20 años del Fondo Editorial Tierra Adentro


El salto de la estatua




Veía brincar a niños en el trampolín aunque para mí cada niño fuera solamente una hora de arranque y a los diez minutos debían bajarse, quisieran o no. Era septiembre de 1995 en Guadalajara y había días en que llovía. En ese caso ya era mal negocio: los niños dejaban de darme su dinero y corrían a sus casas. Yo dejaba un rato el trampolín bajo la lluvia para que se lavara, luego lo desarmaba resorte a resorte y lograba meterlo en un vocho sin más asiento que el del conductor.
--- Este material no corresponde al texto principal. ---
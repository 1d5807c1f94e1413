//! PDF text-layer extractor.
//!
//! Uses pdf-extract on a blocking thread. Scanned pages without a text layer
//! come back empty, which the registry reports as an empty document.

use async_trait::async_trait;
use cgraph_core::{ExtractError, ExtractedText, FormatExtractor, TextMetadata};
use std::path::Path;
use tracing::debug;

/// Extractor for PDF files.
pub struct PdfExtractor;

impl PdfExtractor {
    /// Create a new PDF extractor.
    #[must_use]
    pub fn new() -> Self {
        Self
    }
}

impl Default for PdfExtractor {
    fn default() -> Self {
        Self::new()
    }
}

#[async_trait]
impl FormatExtractor for PdfExtractor {
    fn supported_types(&self) -> &[&str] {
        &["application/pdf"]
    }

    fn can_extract_by_extension(&self, path: &Path) -> bool {
        path.extension()
            .and_then(|ext| ext.to_str())
            .is_some_and(|ext| ext.eq_ignore_ascii_case("pdf"))
    }

    async fn extract(&self, path: &Path) -> Result<ExtractedText, ExtractError> {
        debug!("Extracting PDF: {:?}", path);
        let bytes = tokio::fs::read(path).await?;
        self.extract_bytes(&bytes, "application/pdf").await
    }

    async fn extract_bytes(
        &self,
        data: &[u8],
        _mime_type: &str,
    ) -> Result<ExtractedText, ExtractError> {
        let bytes = data.to_vec();
        let raw = tokio::task::spawn_blocking(move || {
            pdf_extract::extract_text_from_mem(&bytes).map_err(|e| e.to_string())
        })
        .await
        .map_err(|e| ExtractError::Failed(format!("Task join error: {e}")))?
        .map_err(|e| ExtractError::Failed(format!("PDF extraction failed: {e}")))?;

        let page_count = count_pages(&raw);
        let paragraphs = paragraphs(&raw);
        debug!(
            "PDF yielded {} pages, {} paragraphs",
            page_count,
            paragraphs.len()
        );

        Ok(ExtractedText {
            text: paragraphs.join("\n\n"),
            metadata: TextMetadata {
                mime_type: Some("application/pdf".to_string()),
                page_count: Some(page_count),
                element_count: paragraphs.len(),
            },
        })
    }
}

/// Trimmed, non-empty paragraphs. Page breaks also separate paragraphs.
fn paragraphs(raw: &str) -> Vec<String> {
    raw.split('\x0C')
        .flat_map(|page| page.split("\n\n"))
        .map(str::trim)
        .filter(|para| !para.is_empty())
        .map(str::to_string)
        .collect()
}

fn count_pages(raw: &str) -> u32 {
    let form_feeds = raw.matches('\x0C').count();
    if form_feeds > 0 {
        // pdf-extract ends the last page with a form feed too
        let trailing = usize::from(raw.trim_end_matches(['\n', ' ']).ends_with('\x0C'));
        return (form_feeds + 1 - trailing).max(1) as u32;
    }

    // ~3000 characters per page when there are no page breaks
    std::cmp::max(1, (raw.len() / 3000) as u32)
}

#[cfg(test)]
mod tests {
    use super::*;

    #[test]
    fn test_supported_types() {
        let extractor = PdfExtractor::new();
        assert_eq!(extractor.supported_types(), &["application/pdf"]);
    }

    #[test]
    fn test_can_extract_by_extension() {
        let extractor = PdfExtractor::new();
        assert!(extractor.can_extract_by_extension(Path::new("biology.pdf")));
        assert!(extractor.can_extract_by_extension(Path::new("PHYSICS.PDF")));
        assert!(!extractor.can_extract_by_extension(Path::new("notes.txt")));
    }

    #[test]
    fn test_paragraphs_are_trimmed_and_rejoined() {
        let raw = "  Chapter 1 \n\nCells divide.\n\n\n\n\x0CChapter 2\n\nEnergy flows.\n";
        let paras = paragraphs(raw);

        assert_eq!(
            paras,
            vec!["Chapter 1", "Cells divide.", "Chapter 2", "Energy flows."]
        );
        assert_eq!(
            paras.join("\n\n"),
            "Chapter 1\n\nCells divide.\n\nChapter 2\n\nEnergy flows."
        );
    }

    #[test]
    fn test_count_pages() {
        assert_eq!(count_pages("Page 1\x0CPage 2\x0CPage 3"), 3);
        assert_eq!(count_pages("Page 1\x0CPage 2\x0C"), 2);
        assert_eq!(count_pages("Short text"), 1);
        assert_eq!(count_pages(&"a".repeat(9000)), 3);
    }

    #[test]
    fn test_blank_text_has_no_paragraphs() {
        assert!(paragraphs("\x0C \n\n \x0C").is_empty());
    }

    #[tokio::test]
    async fn test_extract_bytes_rejects_non_pdf() {
        let extractor = PdfExtractor::new();
        let result = extractor
            .extract_bytes(b"this is not a pdf", "application/pdf")
            .await;

        assert!(matches!(result, Err(ExtractError::Failed(_))));
    }

    #[tokio::test]
    async fn test_extract_missing_file_is_io_error() {
        let extractor = PdfExtractor::new();
        let result = extractor.extract(Path::new("/nonexistent/book.pdf")).await;

        assert!(matches!(result, Err(ExtractError::Io(_))));
    }
}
Un transporte desesperado para el desesperado oficio de un estudiante de Letras. Pero aquella noche, al volver a casa (por qué no, como un relámpago que revienta la penumbra), me llegó la noticia: mi primer libro de cuentos, aquel que había escrito en una azotea de Mazatlán: La estatua sensible, había ganado el Premio Nacional de Cuento de los XX Juegos Florales de San Román, en Campeche. Hice mis maletas y partí a la ciudad amurallada para recibir mi premio, el cual tuvieron la excentricidad de darme en pacas de billetes de veinte pesos frente a un público históricamente filibustero. Eran diez mil pesos pero parecían la deuda externa por fin reunida. Mi paranoia me llevó a escurrirme, pensando encerrarme a piedra y lodo en la habitación del hotel mientras en el escenario las hermanas Gil cantaban una canción sobre el aborto. Logré salir sin ser visto por la puerta trasera del teatro que es hombre, mujer y bestia: Francisco de Paula y Toro. Cuando por fin regresé a Guadalajara le dije never more al trampolín y en adelante sólo lo armé eventualmente para que brincaran mis amigos, los ya entonces narradores José Israel Carranza y David Izazaga, el filósofo Ramón Serrano y los poetas Luis Vicente de Aguinaga y Martín Mora. Por turnos, claro.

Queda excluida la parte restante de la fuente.